The idea of digital cash died the moment Satoshi decided on a hard cap. Hoarding and reluctance to spend is inevitable. That's what all humans do and no amount of cajoling will encourage them to give it up.
There might be some usage as currency if it ever becomes 'boring', but to get there it has to get through the speculative phase and become a store of value first. That implies a monstrous price.
Even then if you have USD to spend you're still going to prefer to get rid of that.
Satoshi's original vision may well be fulfilled by another coin, certainly not BCH, but that won't mean Bitcoin failed. It will have morphed into what its initial parameters dictated.

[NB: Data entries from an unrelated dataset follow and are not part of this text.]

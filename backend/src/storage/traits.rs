//! # Storage Traits
//!
//! This module defines the storage abstraction traits that allow different
//! storage backends to be used interchangeably in the domain layer.
//!
//! Implementations must make every method atomic with respect to other calls
//! on the same collection within this process. Nothing here protects against
//! a second process writing the same files.

use std::path::{Path, PathBuf};

use shared::{Company, Voucher};

use crate::error::StoreResult;

/// Trait defining the interface for voucher collection operations
pub trait VoucherStorage: Send + Sync {
    /// All vouchers in storage order
    fn list_vouchers(&self) -> StoreResult<Vec<Voucher>>;

    /// Retrieve a voucher by its natural key
    fn get_voucher(&self, pv_number: &str) -> StoreResult<Option<Voucher>>;

    /// Insert or replace the voucher keyed by `pv_number`.
    ///
    /// `build` receives the currently stored record (if any) and returns the
    /// record to persist. Lookup and write happen under one lock.
    fn upsert_voucher(
        &self,
        pv_number: &str,
        build: &dyn Fn(Option<&Voucher>) -> Voucher,
    ) -> StoreResult<Voucher>;

    /// Remove at most one voucher; returns how many were removed
    fn delete_voucher(&self, pv_number: &str) -> StoreResult<usize>;

    /// Remove every voucher; returns how many were removed
    fn clear_vouchers(&self) -> StoreResult<usize>;

    /// Rewrite the backing file without unreadable or blank entries
    fn compact(&self) -> StoreResult<()>;

    /// Copy the backing file verbatim to `destination`; returns bytes copied
    fn backup_to(&self, destination: &Path) -> StoreResult<u64>;

    /// Path of the file holding the collection
    fn data_file(&self) -> PathBuf;
}

/// Trait defining the interface for settings and counter operations
pub trait SettingsStorage: Send + Sync {
    /// Create a counter at 1 for every company that has none
    fn seed_counters(&self, companies: &[Company]) -> StoreResult<()>;

    /// Return the next sequence number for `company` and persist it plus one
    fn next_counter(&self, company: Company) -> StoreResult<u32>;

    /// Read the next sequence number without consuming it
    fn peek_counter(&self, company: Company) -> StoreResult<u32>;

    /// Remove every settings record
    fn clear_settings(&self) -> StoreResult<()>;
}
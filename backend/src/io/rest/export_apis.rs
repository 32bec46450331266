//! # REST API for Data Export
//!
//! PDF, spreadsheet and preview markup of stored vouchers, plus the
//! single-voucher JSON file export and import.

use axum::extract::State;
use axum::routing::post;
use axum::{Json, Router};
use shared::{
    Envelope, ExportJsonRequest, ExportMarkupRequest, ExportPayload, ExportPdfRequest,
    ExportSpreadsheetRequest, ImportJsonRequest, MarkupPayload, PathPayload, SavedPayload,
};
use tracing::info;

use super::respond;
use crate::AppState;

pub fn router() -> Router<AppState> {
    Router::new()
        .route("/export/pdf", post(export_pdf))
        .route("/export/spreadsheet", post(export_spreadsheet))
        .route("/export/markup", post(export_markup))
        .route("/export/json", post(export_json))
        .route("/import/json", post(import_json))
}

pub async fn export_pdf(
    State(state): State<AppState>,
    Json(request): Json<ExportPdfRequest>,
) -> Json<Envelope<ExportPayload>> {
    info!("POST /api/export/pdf - {:?}", request.pv_numbers);
    respond("export pdf", state.export_service.export_pdf(request))
}

pub async fn export_spreadsheet(
    State(state): State<AppState>,
    Json(request): Json<ExportSpreadsheetRequest>,
) -> Json<Envelope<ExportPayload>> {
    info!("POST /api/export/spreadsheet - {:?}", request.format);
    respond("export spreadsheet", state.export_service.export_spreadsheet(request))
}

pub async fn export_markup(
    State(state): State<AppState>,
    Json(request): Json<ExportMarkupRequest>,
) -> Json<Envelope<MarkupPayload>> {
    info!("POST /api/export/markup - {:?}", request.pv_numbers);
    let result = state
        .export_service
        .render_markup(&request.pv_numbers)
        .map(|markup| MarkupPayload { markup });
    respond("export markup", result)
}

pub async fn export_json(
    State(state): State<AppState>,
    Json(request): Json<ExportJsonRequest>,
) -> Json<Envelope<PathPayload>> {
    info!("POST /api/export/json - {}", request.pv_number);
    let result = state.export_service.export_json(request).map(|path| PathPayload {
        path: path.to_string_lossy().to_string(),
    });
    respond("export json", result)
}

pub async fn import_json(
    State(state): State<AppState>,
    Json(request): Json<ImportJsonRequest>,
) -> Json<Envelope<SavedPayload>> {
    info!("POST /api/import/json - {}", request.path);
    let result = state
        .export_service
        .import_json(&request.path)
        .map(|pv_number| SavedPayload { pv_number });
    respond("import json", result)
}

#[cfg(test)]
mod tests {
    use crate::io::rest::test_support::TestApp;
    use serde_json::{json, Value};
    use std::path::Path;

    async fn seed(app: &TestApp) {
        let seeded = [
            ("MI-0001", "2025-03-14T08:00:00Z"),
            ("NES-0002", "2025-03-14T09:00:00Z"),
        ];
        for (pv, created_at) in seeded {
            app.call(
                "POST",
                "/api/vouchers",
                Some(json!({
                    "pvNumber": pv,
                    "company": if pv.starts_with("NES") { "nes" } else { "mentari" },
                    "date": "2025-03-14",
                    "payTo": "Supplier",
                    "items": [{ "description": "Paper", "invNo": "P-1", "amount": "20" }],
                    "createdAt": created_at
                })),
            )
            .await;
        }
    }

    fn out_dir(app: &TestApp) -> Value {
        json!(app.temp_dir.path().join("exports").to_string_lossy())
    }

    #[tokio::test]
    async fn test_batch_pdf_export() {
        let app = TestApp::new();
        seed(&app).await;

        let response = app
            .call(
                "POST",
                "/api/export/pdf",
                Some(json!({
                    "pvNumbers": ["MI-0001", "NES-0002"],
                    "customPath": out_dir(&app),
                    "fileName": "march"
                })),
            )
            .await;

        assert_eq!(response["success"], true);
        assert_eq!(response["count"], 2);
        assert!(Path::new(response["path"].as_str().unwrap()).ends_with("march.pdf"));
    }

    #[tokio::test]
    async fn test_spreadsheet_export_of_all_vouchers() {
        let app = TestApp::new();
        seed(&app).await;

        let response = app
            .call(
                "POST",
                "/api/export/spreadsheet",
                Some(json!({ "format": "xlsx", "customPath": out_dir(&app), "fileName": "all" })),
            )
            .await;

        assert_eq!(response["success"], true);
        assert_eq!(response["count"], 2);
        assert!(Path::new(response["path"].as_str().unwrap()).exists());
    }

    #[tokio::test]
    async fn test_markup_and_unknown_voucher() {
        let app = TestApp::new();
        seed(&app).await;

        let markup = app
            .call("POST", "/api/export/markup", Some(json!({ "pvNumbers": ["NES-0002"] })))
            .await;
        assert!(markup["markup"].as_str().unwrap().contains("NES-0002"));

        let missing = app
            .call("POST", "/api/export/markup", Some(json!({ "pvNumbers": ["NES-0999"] })))
            .await;
        assert_eq!(missing["kind"], "not_found");
    }

    #[tokio::test]
    async fn test_json_export_and_import() {
        let app = TestApp::new();
        seed(&app).await;

        let exported = app
            .call(
                "POST",
                "/api/export/json",
                Some(json!({ "pvNumber": "MI-0001", "customPath": out_dir(&app) })),
            )
            .await;
        let path = exported["path"].as_str().unwrap().to_string();

        app.call("DELETE", "/api/vouchers/MI-0001", None).await;
        let imported = app.call("POST", "/api/import/json", Some(json!({ "path": path }))).await;

        assert_eq!(imported, json!({ "success": true, "pvNumber": "MI-0001" }));
        let fetched = app.call("GET", "/api/vouchers/MI-0001", None).await;
        assert_eq!(fetched["voucher"]["created_at"], "2025-03-14T08:00:00Z");
    }
}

That’s a good point. Even if bitcoin implodes maybe it will lead to something that does fulfill his vision.
A possibility I have been thinking is maybe a bitcoin fork could appear focusing in that aspect, with no limit in the amount of coins and with a fixed 3% per year increase in the money supply? So if the supply of the bitcoin fork is 16.8 million at the beginning of the year 0.5 million coins will be created at the end of the year distributed by dividing that number of coins created and the number of blocks created. So instead of a deflationary currency we will have one with fixed inflation that cannot be manipulated by politicians and unlike fiat the inflation cannot be hidden like they are currently doing.
Governments usually appoint teams of scholars to control the overall economy of a country. These people have advanced degrees in business and economics from well respected universities and still get it wrong often. Without getting into the complexity of monetary policy, simply setting some automatic triggers won’t make a cryptocurrency exchange rate more stable.
You’re right, the coin you describe would probably have a more stable price, at least initially, but it would lose some of the advantages of bitcoin. Having a percentage based adjustable money supply would eventually lead to exponential inflation (the more coins you have the greater the number created by your fixed percentage). Prices rise when currency within a small economy is worth less than it was before. For a fixed amount, your coin would continuously buy fewer products than it could have before. When a currency is worth less, its exchange rate weakens when compared to other currencies. Exponential inflation would eventually make your coin worthless. I don’t believe there is an automatic mechanism that can be implemented in lines of code and left static for decades that can allow any cryptocurrency to be valuable when used as a true currency.